Third, let’s look at how we can enter into the kingdom.

  • Not only can we understand our relationship to the kingdom and our nearness to the kingdom, we can know how to enter into the kingdom.
  • This man was still outside the kingdom because his interest in the law was only theoretical and intellectual.
  • Someone has said, “The law of God is not here for you to applaud but to apply.”
  • As Paul wrote to the Roman believers, “Not the hearers of the law, but the doers of the law shall be justified (Rom 2.13)
  • He did not go on to ask the question that follows: what must man do when he realizes he has not kept the law?
  • There was no acknowledgment of failure, no sense of need.
  • He didn’t realize his need of salvation, was a pure theorist, just interested in religion.
  • He didn’t ask “what must I do to be saved?”
  • He never realized who Jesus was and why he had come into the world.
  • He didn’t realize that the only one who can help a person in that position was standing in front of him.
  • He honored the law, but the law had been broken and the punishment for breaking the law is death – the wages of sin is death (Rom 6.23); but the free gift of God is eternal life in XJ our Lord.
  • May God deliver us from a mere intellectual, theoretical interest in the kingdom of God.
  • It will be no use telling God all the good you have done.
  • He wants our hearts. He wants our lives. He wants us.
  • There’s only one way to be right with God.
  • “Christ is the end of the law for righteousness to everyone that believes (Rom 10.4).
  • Have you believed?
  • If so, you are in the kingdom.
  • If not, you remain on the outside and die in everlasting misery.
  • Believe on the Lord JC and be saved.
  • Someone has said, “Hope is the only thing that can help us take a step forward instead of backward.”

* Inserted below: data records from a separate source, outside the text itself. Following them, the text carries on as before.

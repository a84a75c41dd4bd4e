//! Rolling per-adapter health counters

use std::sync::Mutex;
use std::time::Duration;

use chrono::{DateTime, Utc};
use serde::{Deserialize, Serialize};
use tokio::time::Instant;
use tracing::debug;

use crate::error::ErrorKind;

const SUCCESS_WEIGHT: f64 = 0.7;
const RATE_LIMIT_WEIGHT: f64 = 0.3;

/// Snapshot of an adapter's counters
#[derive(Debug, Clone, Default, PartialEq, Serialize, Deserialize)]
pub struct ProviderHealth {
    pub total_requests: u64,
    pub successful_requests: u64,
    pub failed_requests: u64,
    pub rate_limited_requests: u64,
    pub total_tokens: u64,
    pub total_cost: f64,
    pub avg_response_ms: f64,
    pub rate_limited_until: Option<DateTime<Utc>>,
}

impl ProviderHealth {
    pub fn success_rate(&self) -> f64 {
        if self.total_requests == 0 {
            1.0
        } else {
            self.successful_requests as f64 / self.total_requests as f64
        }
    }

    pub fn rate_limit_ratio(&self) -> f64 {
        if self.total_requests == 0 {
            0.0
        } else {
            self.rate_limited_requests as f64 / self.total_requests as f64
        }
    }

    /// Weighted combination of success rate and inverse rate-limit ratio, 0-100
    pub fn score(&self) -> f64 {
        let score = 100.0 * (SUCCESS_WEIGHT * self.success_rate() + RATE_LIMIT_WEIGHT * (1.0 - self.rate_limit_ratio()));
        score.clamp(0.0, 100.0)
    }
}

#[derive(Debug, Default)]
struct TrackerState {
    health: ProviderHealth,
    /// Monotonic deadline used for routing decisions
    blocked_until: Option<Instant>,
}

/// Lock-guarded health counters owned by one adapter
///
/// Every method takes the lock only for the duration of the update.
#[derive(Debug, Default)]
pub struct HealthTracker {
    state: Mutex<TrackerState>,
}

impl HealthTracker {
    pub fn new() -> Self {
        Self::default()
    }

    fn with_state<R>(&self, f: impl FnOnce(&mut TrackerState) -> R) -> R {
        let mut state = self.state.lock().unwrap_or_else(|e| e.into_inner());
        f(&mut state)
    }

    fn record_request(health: &mut ProviderHealth, elapsed: Duration) {
        health.total_requests += 1;
        let n = health.total_requests as f64;
        let ms = elapsed.as_secs_f64() * 1000.0;
        health.avg_response_ms += (ms - health.avg_response_ms) / n;
    }

    /// Record a successful request
    pub fn record_success(&self, elapsed: Duration, tokens: u64, cost: f64) {
        debug!(elapsed_ms = elapsed.as_millis() as u64, tokens, "HealthTracker::record_success: called");
        self.with_state(|state| {
            Self::record_request(&mut state.health, elapsed);
            state.health.successful_requests += 1;
            state.health.total_tokens += tokens;
            if cost.is_finite() && cost > 0.0 {
                state.health.total_cost += cost;
            }
        });
    }

    /// Record a failed request; rate limits also block the adapter for `cooldown`
    pub fn record_failure(&self, kind: ErrorKind, elapsed: Duration, cooldown: Option<Duration>) {
        debug!(%kind, elapsed_ms = elapsed.as_millis() as u64, ?cooldown, "HealthTracker::record_failure: called");
        self.with_state(|state| {
            Self::record_request(&mut state.health, elapsed);
            state.health.failed_requests += 1;
            if kind == ErrorKind::RateLimited {
                state.health.rate_limited_requests += 1;
                if let Some(cooldown) = cooldown {
                    let until = Instant::now() + cooldown;
                    // never shorten an existing block
                    if state.blocked_until.is_none_or(|current| current < until) {
                        state.blocked_until = Some(until);
                        state.health.rate_limited_until = chrono::Duration::from_std(cooldown)
                            .ok()
                            .map(|d| Utc::now() + d);
                    }
                }
            }
        });
    }

    /// Remaining rate-limit block, if any
    pub fn rate_limited_for(&self) -> Option<Duration> {
        self.with_state(|state| {
            let until = state.blocked_until?;
            let remaining = until.saturating_duration_since(Instant::now());
            (!remaining.is_zero()).then_some(remaining)
        })
    }

    pub fn is_rate_limited(&self) -> bool {
        self.rate_limited_for().is_some()
    }

    pub fn snapshot(&self) -> ProviderHealth {
        self.with_state(|state| {
            let mut health = state.health.clone();
            if state.blocked_until.is_none_or(|until| until <= Instant::now()) {
                health.rate_limited_until = None;
            }
            health
        })
    }

    pub fn score(&self) -> f64 {
        self.snapshot().score()
    }

    /// Clear every counter and any rate-limit block
    pub fn reset(&self) {
        debug!("HealthTracker::reset: called");
        self.with_state(|state| *state = TrackerState::default());
    }
}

  • Proverbs says, “Hope deferred makes the heart sick, but a desire fulfilled is a tree of life. (Pro 13:12 ESV)
  • How can we regain hope?
  • Paul wrote to the Romans,
  • “Through Christ we have obtained access by faith into this grace in which we stand, and we rejoice in hope of the glory of God,
  • And we rejoice in our sufferings, knowing that suffering produces endurance,
  • and endurance produces character, and character produces hope,
  • and hope does not put us to shame, because God’s love has been poured into our hearts through the Holy Spirit who has been given to us. (Rom 5:1-5 ESV)
  • We regain hope by embracing Christ once again by faith.
  • He is the only one who can truly fulfill our de
  • He is the only one who in whom we find the hope of the glory of God,
  • He is the only one whose sufferings in us produce endurance and character that result in hope that never puts us to shame.
  • Because only in Him God’s love has been poured out into our hearts through his Spirit.